EXERCISE REQUIREMENTS
Which of the lines below contain the string "enum"? Pull each one out of the data.

Start of Block

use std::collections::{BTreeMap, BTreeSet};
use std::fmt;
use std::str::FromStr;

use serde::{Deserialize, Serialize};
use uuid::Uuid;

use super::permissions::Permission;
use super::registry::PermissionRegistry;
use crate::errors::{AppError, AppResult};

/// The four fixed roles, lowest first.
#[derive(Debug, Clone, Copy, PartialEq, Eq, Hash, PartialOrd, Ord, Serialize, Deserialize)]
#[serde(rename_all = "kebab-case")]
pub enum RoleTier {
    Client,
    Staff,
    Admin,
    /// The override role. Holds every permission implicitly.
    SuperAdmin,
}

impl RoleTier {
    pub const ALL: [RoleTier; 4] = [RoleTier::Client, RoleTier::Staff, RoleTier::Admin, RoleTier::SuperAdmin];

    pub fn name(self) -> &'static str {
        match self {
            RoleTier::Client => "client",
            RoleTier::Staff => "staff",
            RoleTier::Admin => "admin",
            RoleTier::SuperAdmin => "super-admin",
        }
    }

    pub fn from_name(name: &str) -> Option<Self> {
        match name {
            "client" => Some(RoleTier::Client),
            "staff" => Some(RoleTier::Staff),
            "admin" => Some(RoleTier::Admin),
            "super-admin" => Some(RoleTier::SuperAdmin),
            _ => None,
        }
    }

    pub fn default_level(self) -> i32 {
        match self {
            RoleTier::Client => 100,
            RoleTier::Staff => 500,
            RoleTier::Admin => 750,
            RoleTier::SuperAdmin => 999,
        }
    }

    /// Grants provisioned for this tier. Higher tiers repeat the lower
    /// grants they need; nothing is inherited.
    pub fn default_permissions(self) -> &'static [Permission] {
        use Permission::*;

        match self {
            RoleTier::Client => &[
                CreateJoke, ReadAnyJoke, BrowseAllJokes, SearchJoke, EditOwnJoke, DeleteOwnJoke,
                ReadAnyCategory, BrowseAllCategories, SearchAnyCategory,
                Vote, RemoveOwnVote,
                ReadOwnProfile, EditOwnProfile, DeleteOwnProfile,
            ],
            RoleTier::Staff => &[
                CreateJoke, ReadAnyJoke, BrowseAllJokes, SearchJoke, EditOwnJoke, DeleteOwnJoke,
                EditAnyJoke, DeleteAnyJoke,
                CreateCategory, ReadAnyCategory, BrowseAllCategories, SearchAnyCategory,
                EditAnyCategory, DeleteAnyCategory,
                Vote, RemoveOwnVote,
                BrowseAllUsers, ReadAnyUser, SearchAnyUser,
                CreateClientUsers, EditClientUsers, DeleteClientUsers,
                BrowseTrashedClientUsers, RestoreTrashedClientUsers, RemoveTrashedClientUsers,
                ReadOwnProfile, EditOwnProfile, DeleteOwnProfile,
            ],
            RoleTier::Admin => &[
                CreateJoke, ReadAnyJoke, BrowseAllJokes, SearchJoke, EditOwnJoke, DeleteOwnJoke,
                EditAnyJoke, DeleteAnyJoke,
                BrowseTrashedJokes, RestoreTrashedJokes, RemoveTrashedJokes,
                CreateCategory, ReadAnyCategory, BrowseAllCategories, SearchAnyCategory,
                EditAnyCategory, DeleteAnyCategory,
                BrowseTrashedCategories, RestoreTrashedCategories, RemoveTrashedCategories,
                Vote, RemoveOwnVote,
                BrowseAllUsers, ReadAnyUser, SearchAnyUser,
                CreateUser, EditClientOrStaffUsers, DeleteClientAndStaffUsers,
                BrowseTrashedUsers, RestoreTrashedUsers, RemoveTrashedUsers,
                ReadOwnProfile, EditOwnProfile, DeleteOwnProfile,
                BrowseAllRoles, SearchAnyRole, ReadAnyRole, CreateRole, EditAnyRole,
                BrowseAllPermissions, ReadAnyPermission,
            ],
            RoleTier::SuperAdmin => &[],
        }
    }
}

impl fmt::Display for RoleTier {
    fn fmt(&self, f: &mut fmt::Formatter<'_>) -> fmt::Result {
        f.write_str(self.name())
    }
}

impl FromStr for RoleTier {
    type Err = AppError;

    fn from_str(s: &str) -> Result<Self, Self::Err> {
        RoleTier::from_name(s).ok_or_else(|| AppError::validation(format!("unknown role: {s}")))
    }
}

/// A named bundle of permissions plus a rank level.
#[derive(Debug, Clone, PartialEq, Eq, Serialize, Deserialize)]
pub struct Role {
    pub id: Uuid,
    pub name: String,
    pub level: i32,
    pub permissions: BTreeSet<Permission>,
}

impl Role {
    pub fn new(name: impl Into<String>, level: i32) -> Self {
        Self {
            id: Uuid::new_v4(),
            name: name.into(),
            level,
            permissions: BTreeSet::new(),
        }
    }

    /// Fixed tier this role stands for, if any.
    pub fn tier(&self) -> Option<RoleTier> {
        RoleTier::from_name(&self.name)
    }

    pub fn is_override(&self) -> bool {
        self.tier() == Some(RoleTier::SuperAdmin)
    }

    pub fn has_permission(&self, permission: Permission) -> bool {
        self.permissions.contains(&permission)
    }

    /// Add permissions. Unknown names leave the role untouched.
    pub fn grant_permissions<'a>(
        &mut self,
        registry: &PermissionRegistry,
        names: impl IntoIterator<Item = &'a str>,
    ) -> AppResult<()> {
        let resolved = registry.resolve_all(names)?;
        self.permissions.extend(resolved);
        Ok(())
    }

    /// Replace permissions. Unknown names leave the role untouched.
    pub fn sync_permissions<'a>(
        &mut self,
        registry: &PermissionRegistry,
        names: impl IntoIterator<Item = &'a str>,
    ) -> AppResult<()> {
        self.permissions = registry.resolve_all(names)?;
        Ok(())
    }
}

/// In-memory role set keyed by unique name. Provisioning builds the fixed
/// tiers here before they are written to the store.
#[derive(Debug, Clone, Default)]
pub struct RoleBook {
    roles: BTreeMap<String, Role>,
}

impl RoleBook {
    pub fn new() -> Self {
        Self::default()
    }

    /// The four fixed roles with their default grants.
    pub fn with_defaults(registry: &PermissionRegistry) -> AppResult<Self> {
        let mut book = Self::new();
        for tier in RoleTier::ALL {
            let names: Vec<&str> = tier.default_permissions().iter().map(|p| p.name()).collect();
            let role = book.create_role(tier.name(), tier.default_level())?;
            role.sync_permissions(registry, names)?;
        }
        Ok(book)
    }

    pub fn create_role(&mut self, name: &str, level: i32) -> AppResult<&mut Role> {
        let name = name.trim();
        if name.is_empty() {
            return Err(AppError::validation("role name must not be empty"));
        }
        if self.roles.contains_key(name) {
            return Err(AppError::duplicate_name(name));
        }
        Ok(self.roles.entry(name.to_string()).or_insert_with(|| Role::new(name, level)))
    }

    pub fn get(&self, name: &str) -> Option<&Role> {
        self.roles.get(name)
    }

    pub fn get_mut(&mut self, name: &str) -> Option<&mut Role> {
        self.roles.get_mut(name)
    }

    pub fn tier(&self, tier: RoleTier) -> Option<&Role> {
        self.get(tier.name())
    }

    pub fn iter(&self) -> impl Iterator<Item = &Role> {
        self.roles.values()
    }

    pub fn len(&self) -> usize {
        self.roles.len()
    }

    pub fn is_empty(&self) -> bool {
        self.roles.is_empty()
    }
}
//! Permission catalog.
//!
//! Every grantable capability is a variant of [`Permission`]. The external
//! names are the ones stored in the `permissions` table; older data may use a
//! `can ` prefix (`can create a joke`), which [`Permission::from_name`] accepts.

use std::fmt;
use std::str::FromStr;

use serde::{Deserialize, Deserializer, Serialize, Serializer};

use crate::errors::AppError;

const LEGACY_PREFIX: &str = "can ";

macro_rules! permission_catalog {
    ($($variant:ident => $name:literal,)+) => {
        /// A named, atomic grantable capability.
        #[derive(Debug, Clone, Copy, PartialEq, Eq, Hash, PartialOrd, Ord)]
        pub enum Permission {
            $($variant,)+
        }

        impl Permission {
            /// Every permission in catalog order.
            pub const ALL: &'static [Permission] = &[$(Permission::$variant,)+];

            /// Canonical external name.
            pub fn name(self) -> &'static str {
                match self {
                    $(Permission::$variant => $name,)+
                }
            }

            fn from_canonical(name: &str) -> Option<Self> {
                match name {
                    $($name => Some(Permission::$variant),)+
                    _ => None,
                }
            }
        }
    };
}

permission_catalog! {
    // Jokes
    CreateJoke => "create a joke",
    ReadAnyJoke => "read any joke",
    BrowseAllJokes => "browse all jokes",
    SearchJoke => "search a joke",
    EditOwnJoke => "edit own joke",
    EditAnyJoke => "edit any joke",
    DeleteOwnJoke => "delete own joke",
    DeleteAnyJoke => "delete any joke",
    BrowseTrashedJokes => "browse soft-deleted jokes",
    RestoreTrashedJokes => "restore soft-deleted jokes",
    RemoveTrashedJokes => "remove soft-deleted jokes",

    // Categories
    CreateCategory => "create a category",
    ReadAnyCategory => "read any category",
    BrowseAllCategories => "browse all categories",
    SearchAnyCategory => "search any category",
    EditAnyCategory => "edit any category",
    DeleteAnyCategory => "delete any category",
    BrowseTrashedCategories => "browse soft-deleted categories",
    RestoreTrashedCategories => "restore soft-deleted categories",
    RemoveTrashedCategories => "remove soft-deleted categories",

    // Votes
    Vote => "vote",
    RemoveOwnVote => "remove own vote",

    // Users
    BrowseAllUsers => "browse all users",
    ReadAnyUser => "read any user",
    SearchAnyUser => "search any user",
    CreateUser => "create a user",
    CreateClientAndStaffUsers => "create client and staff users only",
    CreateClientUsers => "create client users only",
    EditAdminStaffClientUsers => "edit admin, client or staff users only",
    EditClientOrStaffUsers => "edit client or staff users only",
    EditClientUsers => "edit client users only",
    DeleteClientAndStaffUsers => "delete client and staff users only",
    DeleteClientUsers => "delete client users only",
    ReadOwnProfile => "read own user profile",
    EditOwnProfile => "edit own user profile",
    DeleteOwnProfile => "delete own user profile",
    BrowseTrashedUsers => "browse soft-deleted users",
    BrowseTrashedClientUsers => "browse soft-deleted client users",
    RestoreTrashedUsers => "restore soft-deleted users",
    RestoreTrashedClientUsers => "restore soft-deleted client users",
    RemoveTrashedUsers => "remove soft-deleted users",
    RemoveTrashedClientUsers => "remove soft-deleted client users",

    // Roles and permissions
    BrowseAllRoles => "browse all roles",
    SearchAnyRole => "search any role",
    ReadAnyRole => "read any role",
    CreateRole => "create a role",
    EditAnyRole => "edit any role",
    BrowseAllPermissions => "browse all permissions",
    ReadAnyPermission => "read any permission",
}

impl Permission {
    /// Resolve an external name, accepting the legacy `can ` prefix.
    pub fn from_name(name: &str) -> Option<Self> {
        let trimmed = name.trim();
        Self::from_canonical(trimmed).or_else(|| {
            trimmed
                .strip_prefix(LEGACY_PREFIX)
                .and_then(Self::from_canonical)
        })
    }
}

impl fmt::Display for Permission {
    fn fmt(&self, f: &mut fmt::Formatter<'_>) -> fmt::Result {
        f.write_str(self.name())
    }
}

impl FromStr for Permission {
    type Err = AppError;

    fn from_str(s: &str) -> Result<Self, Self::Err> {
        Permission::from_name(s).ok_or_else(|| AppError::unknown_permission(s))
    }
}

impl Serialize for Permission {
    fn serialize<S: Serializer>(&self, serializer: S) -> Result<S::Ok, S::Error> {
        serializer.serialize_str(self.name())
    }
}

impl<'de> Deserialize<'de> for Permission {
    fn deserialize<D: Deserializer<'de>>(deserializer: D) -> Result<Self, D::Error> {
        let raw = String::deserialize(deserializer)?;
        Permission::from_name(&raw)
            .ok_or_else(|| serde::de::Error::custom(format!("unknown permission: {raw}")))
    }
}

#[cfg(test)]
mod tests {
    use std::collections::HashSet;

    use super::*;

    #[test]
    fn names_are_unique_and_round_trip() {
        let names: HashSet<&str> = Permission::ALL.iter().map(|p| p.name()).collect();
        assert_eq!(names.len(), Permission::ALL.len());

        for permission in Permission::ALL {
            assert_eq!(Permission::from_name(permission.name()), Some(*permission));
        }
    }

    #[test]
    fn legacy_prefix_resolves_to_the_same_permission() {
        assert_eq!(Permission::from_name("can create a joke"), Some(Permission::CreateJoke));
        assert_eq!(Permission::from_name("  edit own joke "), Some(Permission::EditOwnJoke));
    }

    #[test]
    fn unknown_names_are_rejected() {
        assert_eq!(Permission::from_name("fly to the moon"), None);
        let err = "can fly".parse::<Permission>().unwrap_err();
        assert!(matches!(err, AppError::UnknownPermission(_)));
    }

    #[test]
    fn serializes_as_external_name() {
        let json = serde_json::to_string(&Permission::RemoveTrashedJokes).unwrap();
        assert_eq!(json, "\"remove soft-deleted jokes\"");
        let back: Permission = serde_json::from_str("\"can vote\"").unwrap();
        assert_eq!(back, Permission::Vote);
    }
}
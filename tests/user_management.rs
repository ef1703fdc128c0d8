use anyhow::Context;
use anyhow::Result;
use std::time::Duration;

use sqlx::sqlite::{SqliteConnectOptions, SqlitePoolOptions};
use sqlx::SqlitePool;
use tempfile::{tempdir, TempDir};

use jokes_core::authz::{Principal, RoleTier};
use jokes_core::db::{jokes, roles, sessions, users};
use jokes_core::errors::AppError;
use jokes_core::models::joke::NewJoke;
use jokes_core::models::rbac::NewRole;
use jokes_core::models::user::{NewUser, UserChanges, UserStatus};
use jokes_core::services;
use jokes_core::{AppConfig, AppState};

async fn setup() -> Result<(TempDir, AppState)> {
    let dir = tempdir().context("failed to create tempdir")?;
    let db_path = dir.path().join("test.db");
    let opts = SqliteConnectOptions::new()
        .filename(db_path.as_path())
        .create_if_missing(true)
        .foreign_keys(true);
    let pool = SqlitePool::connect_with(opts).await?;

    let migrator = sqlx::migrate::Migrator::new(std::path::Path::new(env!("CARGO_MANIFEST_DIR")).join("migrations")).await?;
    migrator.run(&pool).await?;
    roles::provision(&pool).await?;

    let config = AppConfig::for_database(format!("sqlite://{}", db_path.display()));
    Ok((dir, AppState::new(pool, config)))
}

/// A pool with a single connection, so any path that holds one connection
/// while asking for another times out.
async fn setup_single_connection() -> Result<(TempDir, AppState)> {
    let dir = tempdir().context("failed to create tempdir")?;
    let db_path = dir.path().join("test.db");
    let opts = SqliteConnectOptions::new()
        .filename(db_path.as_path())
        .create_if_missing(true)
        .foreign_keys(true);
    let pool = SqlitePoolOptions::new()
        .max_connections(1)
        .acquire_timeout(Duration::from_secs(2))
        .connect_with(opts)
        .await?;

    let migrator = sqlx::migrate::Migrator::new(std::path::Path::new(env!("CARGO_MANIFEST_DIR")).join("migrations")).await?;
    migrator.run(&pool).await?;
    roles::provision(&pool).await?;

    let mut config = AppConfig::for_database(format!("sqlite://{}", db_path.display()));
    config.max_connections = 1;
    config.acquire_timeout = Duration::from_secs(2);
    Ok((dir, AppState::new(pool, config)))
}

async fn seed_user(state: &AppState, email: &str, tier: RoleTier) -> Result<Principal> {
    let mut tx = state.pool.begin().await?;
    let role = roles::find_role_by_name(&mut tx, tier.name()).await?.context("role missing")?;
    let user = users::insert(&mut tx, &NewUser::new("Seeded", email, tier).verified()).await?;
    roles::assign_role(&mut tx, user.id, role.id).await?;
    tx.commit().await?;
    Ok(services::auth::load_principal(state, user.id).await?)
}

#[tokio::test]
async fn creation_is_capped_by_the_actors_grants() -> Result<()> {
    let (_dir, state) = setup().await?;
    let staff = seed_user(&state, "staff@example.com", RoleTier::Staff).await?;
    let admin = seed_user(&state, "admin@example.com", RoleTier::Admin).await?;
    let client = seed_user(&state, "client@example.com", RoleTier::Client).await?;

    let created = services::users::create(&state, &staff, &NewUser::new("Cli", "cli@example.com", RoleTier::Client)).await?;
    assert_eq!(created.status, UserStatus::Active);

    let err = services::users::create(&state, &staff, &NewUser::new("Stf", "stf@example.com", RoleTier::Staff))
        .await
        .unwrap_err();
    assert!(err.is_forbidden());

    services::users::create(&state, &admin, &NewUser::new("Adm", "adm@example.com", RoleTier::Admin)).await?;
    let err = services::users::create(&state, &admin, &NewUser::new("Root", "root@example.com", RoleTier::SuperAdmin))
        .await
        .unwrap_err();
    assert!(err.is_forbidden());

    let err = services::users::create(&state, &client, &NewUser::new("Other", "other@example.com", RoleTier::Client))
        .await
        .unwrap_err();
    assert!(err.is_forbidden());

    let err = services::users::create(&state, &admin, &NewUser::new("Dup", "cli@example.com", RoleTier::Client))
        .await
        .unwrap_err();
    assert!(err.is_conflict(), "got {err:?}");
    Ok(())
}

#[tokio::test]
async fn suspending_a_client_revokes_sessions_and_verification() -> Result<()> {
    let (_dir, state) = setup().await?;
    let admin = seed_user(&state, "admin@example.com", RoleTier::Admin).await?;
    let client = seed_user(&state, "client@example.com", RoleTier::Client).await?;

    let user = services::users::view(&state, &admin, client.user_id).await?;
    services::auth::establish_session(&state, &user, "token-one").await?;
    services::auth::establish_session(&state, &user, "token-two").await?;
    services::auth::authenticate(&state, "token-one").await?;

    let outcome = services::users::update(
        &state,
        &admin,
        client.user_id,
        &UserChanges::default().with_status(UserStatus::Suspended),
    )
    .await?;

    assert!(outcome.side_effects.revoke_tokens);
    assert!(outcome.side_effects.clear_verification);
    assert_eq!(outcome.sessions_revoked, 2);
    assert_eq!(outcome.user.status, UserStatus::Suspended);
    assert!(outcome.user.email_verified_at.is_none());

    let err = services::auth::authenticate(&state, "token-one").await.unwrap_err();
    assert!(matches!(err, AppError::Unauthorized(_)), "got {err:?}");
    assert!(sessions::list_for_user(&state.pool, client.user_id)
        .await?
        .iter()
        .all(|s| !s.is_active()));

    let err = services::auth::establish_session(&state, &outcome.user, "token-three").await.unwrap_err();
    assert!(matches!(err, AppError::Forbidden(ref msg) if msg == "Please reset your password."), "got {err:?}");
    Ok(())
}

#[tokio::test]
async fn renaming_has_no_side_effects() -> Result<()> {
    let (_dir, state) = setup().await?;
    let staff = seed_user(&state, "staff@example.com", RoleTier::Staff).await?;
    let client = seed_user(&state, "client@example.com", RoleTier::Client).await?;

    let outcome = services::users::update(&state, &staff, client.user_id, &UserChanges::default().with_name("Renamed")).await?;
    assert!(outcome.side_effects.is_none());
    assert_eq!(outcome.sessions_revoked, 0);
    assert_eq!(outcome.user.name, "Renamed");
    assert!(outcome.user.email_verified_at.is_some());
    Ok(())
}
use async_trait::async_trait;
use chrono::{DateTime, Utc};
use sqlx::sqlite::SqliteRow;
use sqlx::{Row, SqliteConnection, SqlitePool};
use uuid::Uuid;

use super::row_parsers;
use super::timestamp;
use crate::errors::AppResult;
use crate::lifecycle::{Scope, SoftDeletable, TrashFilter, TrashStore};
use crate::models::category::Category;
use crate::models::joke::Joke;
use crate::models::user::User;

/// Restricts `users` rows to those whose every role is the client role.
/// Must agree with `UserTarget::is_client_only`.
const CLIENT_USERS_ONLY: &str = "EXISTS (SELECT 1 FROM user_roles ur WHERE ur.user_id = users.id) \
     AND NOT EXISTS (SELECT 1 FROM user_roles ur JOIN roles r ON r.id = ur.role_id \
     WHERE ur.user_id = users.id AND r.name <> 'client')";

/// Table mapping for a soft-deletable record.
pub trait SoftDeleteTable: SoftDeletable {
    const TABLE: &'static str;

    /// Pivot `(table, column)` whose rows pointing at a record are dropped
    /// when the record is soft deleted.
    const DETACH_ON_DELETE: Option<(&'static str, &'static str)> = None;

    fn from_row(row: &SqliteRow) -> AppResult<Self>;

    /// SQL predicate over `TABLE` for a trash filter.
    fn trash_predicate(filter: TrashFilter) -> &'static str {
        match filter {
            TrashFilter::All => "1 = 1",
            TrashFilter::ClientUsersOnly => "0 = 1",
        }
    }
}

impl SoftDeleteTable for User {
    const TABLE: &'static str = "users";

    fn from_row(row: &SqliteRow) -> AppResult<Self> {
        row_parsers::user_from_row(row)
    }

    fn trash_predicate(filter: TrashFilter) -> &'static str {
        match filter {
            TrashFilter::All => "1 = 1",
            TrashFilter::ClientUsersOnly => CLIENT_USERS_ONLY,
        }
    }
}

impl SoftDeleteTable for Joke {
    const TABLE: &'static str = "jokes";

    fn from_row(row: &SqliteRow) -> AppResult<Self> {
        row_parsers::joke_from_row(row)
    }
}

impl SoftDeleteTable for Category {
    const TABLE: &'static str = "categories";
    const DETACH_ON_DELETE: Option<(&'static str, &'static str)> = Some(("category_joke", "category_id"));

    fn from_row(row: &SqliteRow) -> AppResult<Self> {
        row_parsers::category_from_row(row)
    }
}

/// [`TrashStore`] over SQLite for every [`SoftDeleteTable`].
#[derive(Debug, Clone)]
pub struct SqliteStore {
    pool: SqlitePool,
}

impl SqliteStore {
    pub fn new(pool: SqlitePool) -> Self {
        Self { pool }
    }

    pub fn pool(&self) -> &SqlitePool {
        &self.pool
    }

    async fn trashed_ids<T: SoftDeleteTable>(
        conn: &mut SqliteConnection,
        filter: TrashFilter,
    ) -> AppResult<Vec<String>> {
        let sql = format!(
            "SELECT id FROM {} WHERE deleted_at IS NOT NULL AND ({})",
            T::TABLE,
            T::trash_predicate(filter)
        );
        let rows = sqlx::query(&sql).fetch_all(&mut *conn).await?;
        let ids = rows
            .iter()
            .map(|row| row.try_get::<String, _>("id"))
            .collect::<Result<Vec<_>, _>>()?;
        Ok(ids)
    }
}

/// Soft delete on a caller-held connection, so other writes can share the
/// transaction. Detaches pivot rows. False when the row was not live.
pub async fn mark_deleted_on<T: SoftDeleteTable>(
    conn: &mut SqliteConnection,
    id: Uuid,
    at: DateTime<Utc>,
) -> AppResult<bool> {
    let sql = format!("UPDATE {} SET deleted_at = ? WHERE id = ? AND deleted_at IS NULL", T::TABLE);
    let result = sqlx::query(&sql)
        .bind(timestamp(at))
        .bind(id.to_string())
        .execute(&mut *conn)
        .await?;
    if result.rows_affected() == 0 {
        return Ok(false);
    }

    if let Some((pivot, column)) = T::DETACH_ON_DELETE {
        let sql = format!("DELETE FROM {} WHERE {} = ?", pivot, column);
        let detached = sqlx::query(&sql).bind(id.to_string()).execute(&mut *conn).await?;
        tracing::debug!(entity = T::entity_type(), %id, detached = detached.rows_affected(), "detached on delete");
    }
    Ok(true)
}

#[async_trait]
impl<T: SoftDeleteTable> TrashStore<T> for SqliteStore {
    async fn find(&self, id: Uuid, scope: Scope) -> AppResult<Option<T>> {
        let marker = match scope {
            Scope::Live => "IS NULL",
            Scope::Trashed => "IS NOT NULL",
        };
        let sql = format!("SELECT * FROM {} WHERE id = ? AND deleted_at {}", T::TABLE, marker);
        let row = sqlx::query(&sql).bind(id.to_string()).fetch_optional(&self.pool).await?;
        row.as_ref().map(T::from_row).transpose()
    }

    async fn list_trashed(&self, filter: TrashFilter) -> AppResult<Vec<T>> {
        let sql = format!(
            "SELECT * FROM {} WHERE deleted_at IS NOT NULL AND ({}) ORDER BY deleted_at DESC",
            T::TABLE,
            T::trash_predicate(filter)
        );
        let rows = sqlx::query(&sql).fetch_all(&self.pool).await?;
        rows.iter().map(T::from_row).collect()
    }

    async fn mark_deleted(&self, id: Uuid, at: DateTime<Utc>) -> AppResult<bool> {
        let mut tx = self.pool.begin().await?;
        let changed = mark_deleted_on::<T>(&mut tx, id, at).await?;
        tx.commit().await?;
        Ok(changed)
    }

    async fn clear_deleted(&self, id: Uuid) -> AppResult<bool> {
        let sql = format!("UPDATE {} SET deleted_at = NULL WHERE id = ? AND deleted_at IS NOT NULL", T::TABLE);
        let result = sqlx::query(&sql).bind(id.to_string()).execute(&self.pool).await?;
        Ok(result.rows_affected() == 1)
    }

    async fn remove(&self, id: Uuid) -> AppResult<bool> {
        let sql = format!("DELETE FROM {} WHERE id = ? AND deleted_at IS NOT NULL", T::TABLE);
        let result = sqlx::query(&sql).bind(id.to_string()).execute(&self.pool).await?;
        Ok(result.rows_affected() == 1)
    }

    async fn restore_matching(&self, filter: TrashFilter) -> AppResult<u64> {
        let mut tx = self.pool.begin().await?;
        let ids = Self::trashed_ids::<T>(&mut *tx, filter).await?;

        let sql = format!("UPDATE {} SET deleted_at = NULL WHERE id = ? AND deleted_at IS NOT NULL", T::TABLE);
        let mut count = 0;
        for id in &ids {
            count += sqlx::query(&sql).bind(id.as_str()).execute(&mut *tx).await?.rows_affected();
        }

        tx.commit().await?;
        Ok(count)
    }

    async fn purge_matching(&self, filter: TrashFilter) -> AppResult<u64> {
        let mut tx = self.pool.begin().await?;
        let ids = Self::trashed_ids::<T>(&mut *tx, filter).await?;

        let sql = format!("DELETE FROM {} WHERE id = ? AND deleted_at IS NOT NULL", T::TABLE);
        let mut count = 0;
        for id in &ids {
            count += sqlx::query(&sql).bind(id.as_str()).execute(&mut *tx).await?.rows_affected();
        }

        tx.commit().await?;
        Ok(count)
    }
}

End of Block

RESULT FOR THIS EXERCISE
pub enum RoleTier {
        pub enum Permission {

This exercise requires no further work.